Task statement: Copy out all lines from the entries below in which "NodeConfig" occurs.

Supplied entries:
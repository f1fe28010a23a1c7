// src/node.rs

//! Main node orchestration: wires the tangle, the P2P runtime, the
//! scheduler and an optional wallet together into one running process.

use crate::config::NodeConfig;
use crate::scheduler::{PendingOutcome, Scheduler};
use crate::{NodeError, Result};
use std::collections::{HashMap, HashSet};
use std::path::Path;
use std::sync::Arc;
use tangled_core::storage::Snapshot;
use tangled_core::tangle::Tangle;
use tangled_core::types::Hash;
use tangled_core::{Message, Validity, PARENT_ANALYSIS_DEPTH};
use tangled_crypto::keys;
use tangled_network::{Node as NetworkNode, NodeConfig as NetConfig};
use tangled_wallet::Wallet;
use tokio::sync::{mpsc, RwLock};
use tracing::{info, warn};

/// Connected-peer and gossip counters surfaced to callers
pub struct NetworkStats {
    /// Number of connected peers
    pub peer_count: usize,
    /// Messages seen and gossiped so far
    pub gossip_stats: tangled_network::gossip::GossipStats,
}

/// A complete tangled node: tangle, P2P runtime, scheduler, and an
/// optional built-in wallet
pub struct TangledNode {
    config: NodeConfig,
    tangle: Arc<RwLock<Tangle>>,
    network: Arc<NetworkNode>,
    scheduler: RwLock<Scheduler>,
    gossip_rx: RwLock<mpsc::UnboundedReceiver<Message>>,
    wallet: Option<Wallet>,
}

impl TangledNode {
    /// Builds a node from `config`, loading a tangle snapshot if one
    /// exists at `config.storage_path` and a wallet if enabled
    pub async fn new(config: NodeConfig) -> Result<Self> {
        info!("initializing node");

        let tangle = if Path::new(&config.storage_path).exists() {
            let snapshot = Snapshot::load(&config.storage_path)?;
            Tangle::restore(
                snapshot,
                config.invalid_msg_pool_size,
                config.invalid_msg_pool_purge_time,
            )
        } else {
            Tangle::new(config.invalid_msg_pool_size, config.invalid_msg_pool_purge_time)
        };
        let tangle = Arc::new(RwLock::new(tangle));

        let wallet = if config.wallet_enabled {
            Some(load_or_create_wallet(&config.wallet_dir)?)
        } else {
            None
        };

        let keypair = match &wallet {
            Some(w) => keys::keypair_from_private_key(&w.private_key())
                .map_err(tangled_core::CoreError::from)?,
            None => keys::generate_keypair(),
        };

        let mut net_config = NetConfig::new(config.listen_addr);
        net_config.max_peers = config.max_connections;
        net_config.bootstrap_peers = config.bootstrap_peers.clone();
        net_config.keypair = keypair;
        net_config.known_peers_path = config.known_nodes_file.clone();

        let (gossip_tx, gossip_rx) = mpsc::unbounded_channel();
        let network = Arc::new(NetworkNode::new(net_config, tangle.clone()).with_scheduler(gossip_tx));

        info!(id = %network.id(), "node initialized");

        Ok(Self {
            config,
            tangle,
            network,
            scheduler: RwLock::new(Scheduler::new()),
            gossip_rx: RwLock::new(gossip_rx),
            wallet,
        })
    }

    /// This node's tangle address
    pub fn id(&self) -> &str {
        self.network.id().as_str()
    }

    /// Runs the P2P accept loop and the scheduler tick loop until
    /// [`TangledNode::stop`] is called
    pub async fn run(self: &Arc<Self>) -> Result<()> {
        let network = self.network.clone();
        let network_task = tokio::spawn(async move { network.run().await });

        let node = self.clone();
        let scheduler_task = tokio::spawn(async move { node.run_scheduler().await });

        let node = self.clone();
        let gossip_task = tokio::spawn(async move { node.run_gossip_intake().await });

        let _ = tokio::join!(network_task, scheduler_task, gossip_task);
        Ok(())
    }

    async fn run_gossip_intake(self: Arc<Self>) {
        loop {
            let msg = { self.gossip_rx.write().await.recv().await };
            let Some(msg) = msg else { return };
            self.queue_message(msg).await;
        }
    }

    async fn run_scheduler(self: Arc<Self>) {
        let mut ticker =
            tokio::time::interval(tokio::time::Duration::from_secs_f64(self.config.scheduling_rate));

        loop {
            ticker.tick().await;
            let next = {
                let tangle = self.tangle.read().await;
                self.scheduler.write().await.process_next(&tangle)
            };

            let Some(msg) = next else { continue };

            let validity = {
                let tangle = self.tangle.read().await;
                msg.is_valid(&tangle, PARENT_ANALYSIS_DEPTH)
            };

            match validity {
                Validity::Invalid => {
                    self.tangle.write().await.mark_invalid(msg.hash.clone());
                }
                Validity::Valid => {
                    if let Err(e) = self.admit(msg, HashSet::new()).await {
                        warn!(error = %e, "scheduler admission failed");
                    }
                }
                Validity::Pending(analysis) if !analysis.invalid.is_empty() => {
                    if let Err(e) = self.admit(msg, analysis.invalid).await {
                        warn!(error = %e, "scheduler admission failed");
                    }
                }
                Validity::Pending(analysis) => {
                    self.request_and_park(msg, analysis.unknown.into_iter().collect()).await;
                }
            }
        }
    }

    async fn request_and_park(self: &Arc<Self>, msg: Message, missing: Vec<Hash>) {
        let msg_hash = msg.hash.clone();
        self.scheduler.write().await.add_pending(msg.clone(), missing.clone());

        let (request_hash, rx) = match self.network.request_msgs(missing, Some(msg), false).await {
            Ok(r) => r,
            Err(e) => {
                warn!(error = %e, "failed to request missing parents");
                return;
            }
        };

        let node = self.clone();
        tokio::spawn(async move { node.collect_parent_votes(msg_hash, request_hash, rx).await });
    }

    async fn collect_parent_votes(
        self: Arc<Self>,
        msg_hash: Hash,
        request_hash: Hash,
        mut rx: mpsc::UnboundedReceiver<(String, serde_json::Value)>,
    ) {
        while let Some((peer_id, value)) = rx.recv().await {
            let Ok(replies) = serde_json::from_value::<HashMap<Hash, Option<Message>>>(value) else {
                continue;
            };

            for (parent_hash, maybe_msg) in replies {
                if let Err(e) = self
                    .vote_on_pending(&msg_hash, &parent_hash, &peer_id, maybe_msg.is_some())
                    .await
                {
                    warn!(error = %e, "failed to cast vote on pending parent");
                }
            }

            if !self.scheduler.read().await.is_pending(&msg_hash) {
                break;
            }
        }
        self.network.cancel_request(&request_hash).await;
    }

    async fn admit(&self, msg: Message, invalid_parents: HashSet<Hash>) -> Result<()> {
        self.tangle.write().await.add_msg(msg.clone(), invalid_parents)?;
        self.network.broadcast_message(msg).await?;
        Ok(())
    }

    /// Queues an externally-received message for scheduled admission
    pub async fn queue_message(&self, msg: Message) {
        self.scheduler.write().await.queue_msg(msg);
    }

    /// Casts a reputation-weighted vote on a pending message's missing
    /// parent, admitting the message if the vote resolves it
    pub async fn vote_on_pending(&self, msg_hash: &Hash, parent: &Hash, voter: &str, accepted: bool) -> Result<()> {
        let voter_weight = self.tangle.read().await.get_balance(voter).max(1);
        let outcome = {
            let mut scheduler = self.scheduler.write().await;
            scheduler.vote(
                msg_hash,
                parent,
                voter_weight,
                accepted,
                self.config.pending_threshold,
                self.config.pending_window,
            )
        };

        match outcome {
            Some(PendingOutcome::Ready) => {
                if let Some(msg) = self.scheduler.write().await.take_pending(msg_hash) {
                    self.admit(msg, HashSet::new()).await?;
                }
            }
            Some(PendingOutcome::Rejected) => {
                if let Some(msg) = self.scheduler.write().await.take_pending(msg_hash) {
                    self.tangle.write().await.mark_invalid(msg.hash.clone());
                }
            }
            Some(PendingOutcome::StillPending) | None => {}
        }
        Ok(())
    }

    /// Builds, signs and queues a transaction from this node's own
    /// wallet, returning the unadmitted message's hash
    pub async fn create_message(&self, receiver: &str, amt: i64) -> Result<Message> {
        let wallet = self.wallet.as_ref().ok_or(NodeError::NoWallet)?;
        let mut tangle = self.tangle.write().await;
        let msg = wallet.create_transaction(&mut tangle, receiver, amt)?;
        Ok(msg)
    }

    /// Creates and immediately admits+broadcasts a local transaction
    pub async fn submit_local_message(&self, receiver: &str, amt: i64) -> Result<Hash> {
        let msg = self.create_message(receiver, amt).await?;
        let hash = msg.hash.clone();
        self.admit(msg, HashSet::new()).await?;
        Ok(hash)
    }

    /// Dials a new peer at `host:port`
    pub async fn connect(self: &Arc<Self>, addr: std::net::SocketAddr) -> Result<()> {
        self.network.connect_to_peer(addr).await?;
        Ok(())
    }

    /// Current confirmed balance of `address`
    pub async fn get_balance(&self, address: &str) -> i64 {
        self.tangle.read().await.get_balance(address)
    }

    /// Looks up a message by hash
    pub async fn get_message(&self, hash: &Hash) -> Option<Message> {
        self.tangle.read().await.get_msg(hash).cloned()
    }

    /// This node's wallet address, if it has one
    pub fn wallet_address(&self) -> Option<&str> {
        self.wallet.as_ref().map(Wallet::address)
    }

    /// Snapshot of connection and gossip counters
    pub async fn network_stats(&self) -> NetworkStats {
        NetworkStats {
            peer_count: self.network.peer_count().await,
            gossip_stats: self.network.gossip_stats().await,
        }
    }

    /// Persists the tangle to `config.storage_path` and the known peers
    /// to `config.known_nodes_file`
    pub async fn save(&self) -> Result<()> {
        let snapshot = self.tangle.read().await.snapshot();
        snapshot.save(&self.config.storage_path)?;

        let known: HashMap<_, _> = self.network.known_peer_addrs().await.into_iter().collect();
        let json = serde_json::to_string_pretty(&known)
            .map_err(|e| NodeError::Config(format!("failed to serialize known peers: {}", e)))?;
        std::fs::write(&self.config.known_nodes_file, json)?;

        Ok(())
    }

    /// Stops the P2P accept loop, allowing [`TangledNode::run`] to return
    pub async fn stop(&self) -> Result<()> {
        self.network.shutdown().await?;
        Ok(())
    }
}

fn load_or_create_wallet(dir: &Path) -> Result<Wallet> {
    let path = dir.join("wallet.json");
    if path.exists() {
        Ok(Wallet::load_from_file(&path)?)
    } else {
        let wallet = Wallet::generate();
        std::fs::create_dir_all(dir)?;
        wallet.save_to_file(&path)?;
        Ok(wallet)
    }
}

Answer section:
use crate::config::NodeConfig;
use tangled_network::{Node as NetworkNode, NodeConfig as NetConfig};
    config: NodeConfig,
    pub async fn new(config: NodeConfig) -> Result<Self> {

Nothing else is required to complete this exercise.